**TASK**: Report how many lines in the data below hold "filename", with no other words.

Top of DATA FOR THE TASK

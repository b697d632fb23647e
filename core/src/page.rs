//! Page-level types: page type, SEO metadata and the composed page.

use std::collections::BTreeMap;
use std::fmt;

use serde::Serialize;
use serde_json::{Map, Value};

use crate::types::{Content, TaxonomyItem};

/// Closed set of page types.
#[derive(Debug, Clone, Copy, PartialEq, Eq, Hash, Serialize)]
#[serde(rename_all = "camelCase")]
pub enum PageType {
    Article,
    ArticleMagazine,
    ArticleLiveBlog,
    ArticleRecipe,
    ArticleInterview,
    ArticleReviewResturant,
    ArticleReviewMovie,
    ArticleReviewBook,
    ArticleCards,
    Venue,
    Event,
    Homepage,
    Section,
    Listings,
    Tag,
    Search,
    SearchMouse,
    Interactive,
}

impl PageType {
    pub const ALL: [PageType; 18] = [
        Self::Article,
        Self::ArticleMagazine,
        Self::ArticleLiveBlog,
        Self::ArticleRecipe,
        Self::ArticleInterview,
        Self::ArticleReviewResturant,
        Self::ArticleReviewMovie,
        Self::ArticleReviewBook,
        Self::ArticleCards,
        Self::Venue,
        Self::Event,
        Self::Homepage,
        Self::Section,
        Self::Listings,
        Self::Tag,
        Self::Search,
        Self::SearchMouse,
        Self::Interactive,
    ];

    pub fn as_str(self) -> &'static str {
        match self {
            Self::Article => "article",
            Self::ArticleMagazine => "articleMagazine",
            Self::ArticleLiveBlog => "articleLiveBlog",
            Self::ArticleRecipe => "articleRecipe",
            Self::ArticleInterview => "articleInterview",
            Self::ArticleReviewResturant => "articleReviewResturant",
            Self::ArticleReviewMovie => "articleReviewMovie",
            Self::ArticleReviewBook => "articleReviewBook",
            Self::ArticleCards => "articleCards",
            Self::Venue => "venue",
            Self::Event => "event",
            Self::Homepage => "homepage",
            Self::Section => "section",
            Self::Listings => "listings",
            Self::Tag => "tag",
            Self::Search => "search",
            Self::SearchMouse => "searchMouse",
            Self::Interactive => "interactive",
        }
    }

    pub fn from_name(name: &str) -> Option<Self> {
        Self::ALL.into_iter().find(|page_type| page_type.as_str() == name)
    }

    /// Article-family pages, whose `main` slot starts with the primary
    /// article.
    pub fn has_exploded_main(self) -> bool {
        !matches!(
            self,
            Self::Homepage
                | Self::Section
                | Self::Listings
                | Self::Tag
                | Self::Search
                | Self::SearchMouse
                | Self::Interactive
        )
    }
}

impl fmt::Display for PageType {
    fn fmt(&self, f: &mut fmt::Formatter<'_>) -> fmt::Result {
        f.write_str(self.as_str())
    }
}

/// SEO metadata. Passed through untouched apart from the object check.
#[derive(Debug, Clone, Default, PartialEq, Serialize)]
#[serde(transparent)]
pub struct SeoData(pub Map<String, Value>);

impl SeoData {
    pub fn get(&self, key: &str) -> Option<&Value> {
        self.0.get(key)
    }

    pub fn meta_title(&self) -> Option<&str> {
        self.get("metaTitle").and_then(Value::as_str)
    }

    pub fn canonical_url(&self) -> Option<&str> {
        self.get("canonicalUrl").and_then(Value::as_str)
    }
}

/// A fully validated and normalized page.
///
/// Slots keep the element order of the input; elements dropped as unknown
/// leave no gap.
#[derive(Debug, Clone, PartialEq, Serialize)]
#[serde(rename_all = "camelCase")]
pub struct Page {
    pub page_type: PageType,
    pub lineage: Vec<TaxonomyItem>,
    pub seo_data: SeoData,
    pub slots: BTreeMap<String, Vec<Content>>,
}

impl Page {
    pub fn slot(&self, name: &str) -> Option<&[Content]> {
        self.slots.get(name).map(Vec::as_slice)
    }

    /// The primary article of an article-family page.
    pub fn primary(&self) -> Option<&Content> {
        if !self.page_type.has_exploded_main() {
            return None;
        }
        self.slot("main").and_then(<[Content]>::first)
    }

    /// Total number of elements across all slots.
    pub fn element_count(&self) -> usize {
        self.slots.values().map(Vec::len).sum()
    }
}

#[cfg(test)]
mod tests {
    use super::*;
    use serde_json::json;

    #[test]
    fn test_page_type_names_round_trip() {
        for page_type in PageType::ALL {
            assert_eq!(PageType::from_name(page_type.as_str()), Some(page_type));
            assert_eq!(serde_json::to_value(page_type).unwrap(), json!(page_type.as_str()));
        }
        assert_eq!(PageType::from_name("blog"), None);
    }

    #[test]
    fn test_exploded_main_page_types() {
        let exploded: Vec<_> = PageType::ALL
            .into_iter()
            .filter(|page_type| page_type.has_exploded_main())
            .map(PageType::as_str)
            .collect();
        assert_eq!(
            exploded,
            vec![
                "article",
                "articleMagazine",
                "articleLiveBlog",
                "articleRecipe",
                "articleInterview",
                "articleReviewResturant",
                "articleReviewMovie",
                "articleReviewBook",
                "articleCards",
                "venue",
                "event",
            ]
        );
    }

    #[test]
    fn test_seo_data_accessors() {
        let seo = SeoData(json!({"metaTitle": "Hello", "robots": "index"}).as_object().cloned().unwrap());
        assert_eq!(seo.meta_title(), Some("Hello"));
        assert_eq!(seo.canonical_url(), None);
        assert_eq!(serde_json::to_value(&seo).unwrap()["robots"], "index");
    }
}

Bottom of DATA FOR THE TASK
Top of DATA FOR THE TASK

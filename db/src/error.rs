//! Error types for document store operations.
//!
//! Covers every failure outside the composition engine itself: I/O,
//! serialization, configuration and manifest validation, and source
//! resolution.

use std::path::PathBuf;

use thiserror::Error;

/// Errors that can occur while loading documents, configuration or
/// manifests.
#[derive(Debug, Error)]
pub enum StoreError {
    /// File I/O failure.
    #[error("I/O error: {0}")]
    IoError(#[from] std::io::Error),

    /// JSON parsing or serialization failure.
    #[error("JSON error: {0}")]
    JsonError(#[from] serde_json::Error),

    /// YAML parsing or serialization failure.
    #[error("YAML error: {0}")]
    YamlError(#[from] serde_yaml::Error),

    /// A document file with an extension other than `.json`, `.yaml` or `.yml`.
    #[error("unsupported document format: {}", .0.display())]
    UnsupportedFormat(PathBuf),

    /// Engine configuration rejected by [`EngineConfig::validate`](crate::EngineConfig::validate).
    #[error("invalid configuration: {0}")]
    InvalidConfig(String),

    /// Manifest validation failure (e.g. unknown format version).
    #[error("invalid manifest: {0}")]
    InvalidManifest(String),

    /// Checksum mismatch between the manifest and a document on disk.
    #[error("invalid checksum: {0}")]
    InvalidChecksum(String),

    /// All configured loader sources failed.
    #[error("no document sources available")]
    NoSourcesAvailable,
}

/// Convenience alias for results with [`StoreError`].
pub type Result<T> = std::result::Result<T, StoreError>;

Bottom of DATA FOR THE TASK
Top of DATA FOR THE TASK

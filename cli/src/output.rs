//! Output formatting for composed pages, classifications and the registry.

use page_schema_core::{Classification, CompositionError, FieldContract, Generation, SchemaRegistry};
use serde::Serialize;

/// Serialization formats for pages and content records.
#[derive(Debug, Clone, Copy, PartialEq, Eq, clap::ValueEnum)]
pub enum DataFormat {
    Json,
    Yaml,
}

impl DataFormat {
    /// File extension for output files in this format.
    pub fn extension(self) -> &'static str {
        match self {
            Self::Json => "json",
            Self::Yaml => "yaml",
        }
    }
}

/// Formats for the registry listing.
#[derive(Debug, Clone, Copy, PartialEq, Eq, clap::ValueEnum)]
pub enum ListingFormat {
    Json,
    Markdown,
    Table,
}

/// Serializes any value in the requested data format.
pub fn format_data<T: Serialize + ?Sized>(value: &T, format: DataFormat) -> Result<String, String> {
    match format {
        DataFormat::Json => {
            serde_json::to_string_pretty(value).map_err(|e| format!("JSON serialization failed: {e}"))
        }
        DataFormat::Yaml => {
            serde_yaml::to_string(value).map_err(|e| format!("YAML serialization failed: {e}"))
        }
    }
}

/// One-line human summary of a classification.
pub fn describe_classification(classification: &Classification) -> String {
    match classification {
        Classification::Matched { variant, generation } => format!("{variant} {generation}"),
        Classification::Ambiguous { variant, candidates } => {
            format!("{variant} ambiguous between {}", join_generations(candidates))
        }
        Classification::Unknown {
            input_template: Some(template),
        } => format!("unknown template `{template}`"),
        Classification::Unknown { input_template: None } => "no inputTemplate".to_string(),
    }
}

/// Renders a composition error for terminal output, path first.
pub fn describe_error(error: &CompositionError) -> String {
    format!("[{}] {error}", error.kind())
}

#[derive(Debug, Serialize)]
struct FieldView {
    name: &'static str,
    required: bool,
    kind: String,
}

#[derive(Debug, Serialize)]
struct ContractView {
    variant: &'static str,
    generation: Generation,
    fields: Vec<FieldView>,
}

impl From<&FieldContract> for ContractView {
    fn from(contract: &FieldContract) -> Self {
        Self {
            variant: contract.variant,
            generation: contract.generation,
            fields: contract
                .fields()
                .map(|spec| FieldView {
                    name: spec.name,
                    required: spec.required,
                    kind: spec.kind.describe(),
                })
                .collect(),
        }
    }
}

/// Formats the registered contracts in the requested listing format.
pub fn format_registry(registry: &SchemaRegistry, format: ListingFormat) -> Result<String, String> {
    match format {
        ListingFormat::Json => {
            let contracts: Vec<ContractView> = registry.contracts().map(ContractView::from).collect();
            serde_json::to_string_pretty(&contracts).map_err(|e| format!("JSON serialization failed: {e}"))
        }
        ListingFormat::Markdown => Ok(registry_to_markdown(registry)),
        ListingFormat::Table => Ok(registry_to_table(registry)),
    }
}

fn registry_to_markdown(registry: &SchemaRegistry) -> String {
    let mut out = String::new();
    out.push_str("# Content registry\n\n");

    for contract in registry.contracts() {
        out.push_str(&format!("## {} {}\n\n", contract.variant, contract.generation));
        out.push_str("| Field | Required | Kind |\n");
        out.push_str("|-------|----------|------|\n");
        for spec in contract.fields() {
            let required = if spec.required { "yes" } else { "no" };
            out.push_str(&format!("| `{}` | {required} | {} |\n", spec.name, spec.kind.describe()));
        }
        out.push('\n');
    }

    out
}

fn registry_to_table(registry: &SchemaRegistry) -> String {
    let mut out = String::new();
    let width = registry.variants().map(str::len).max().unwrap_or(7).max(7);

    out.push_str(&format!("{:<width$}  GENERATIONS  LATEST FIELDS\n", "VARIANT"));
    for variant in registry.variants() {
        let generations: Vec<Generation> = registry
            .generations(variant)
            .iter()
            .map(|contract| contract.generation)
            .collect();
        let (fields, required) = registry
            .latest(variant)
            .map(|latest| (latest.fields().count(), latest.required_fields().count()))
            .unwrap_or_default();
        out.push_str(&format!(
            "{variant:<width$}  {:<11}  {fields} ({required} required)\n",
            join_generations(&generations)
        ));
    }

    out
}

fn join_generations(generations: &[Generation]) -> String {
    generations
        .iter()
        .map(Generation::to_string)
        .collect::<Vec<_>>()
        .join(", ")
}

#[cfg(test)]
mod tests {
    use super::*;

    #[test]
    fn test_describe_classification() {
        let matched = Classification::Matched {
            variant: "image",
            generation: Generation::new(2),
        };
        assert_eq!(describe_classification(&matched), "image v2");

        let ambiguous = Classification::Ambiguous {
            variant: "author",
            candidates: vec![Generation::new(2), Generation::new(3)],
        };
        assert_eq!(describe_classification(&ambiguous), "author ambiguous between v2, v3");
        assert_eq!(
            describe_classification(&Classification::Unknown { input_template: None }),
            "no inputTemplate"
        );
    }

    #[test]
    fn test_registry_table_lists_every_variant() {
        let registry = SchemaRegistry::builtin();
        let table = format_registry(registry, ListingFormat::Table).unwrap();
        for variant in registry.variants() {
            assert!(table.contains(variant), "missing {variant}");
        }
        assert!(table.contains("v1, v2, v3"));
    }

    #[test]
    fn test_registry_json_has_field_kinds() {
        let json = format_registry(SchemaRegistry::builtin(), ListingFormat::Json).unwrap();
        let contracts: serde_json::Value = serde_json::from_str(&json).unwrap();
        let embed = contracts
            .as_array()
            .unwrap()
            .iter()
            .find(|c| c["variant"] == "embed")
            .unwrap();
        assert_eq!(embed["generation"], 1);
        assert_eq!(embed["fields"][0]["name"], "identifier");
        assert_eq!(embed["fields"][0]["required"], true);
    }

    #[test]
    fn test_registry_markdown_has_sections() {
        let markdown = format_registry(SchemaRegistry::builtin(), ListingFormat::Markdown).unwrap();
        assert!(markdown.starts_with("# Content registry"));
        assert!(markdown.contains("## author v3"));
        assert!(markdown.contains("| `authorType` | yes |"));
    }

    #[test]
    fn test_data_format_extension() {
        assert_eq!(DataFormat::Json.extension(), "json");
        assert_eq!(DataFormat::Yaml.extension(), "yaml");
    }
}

Bottom of DATA FOR THE TASK

**WRITTEN ANSWER**: 3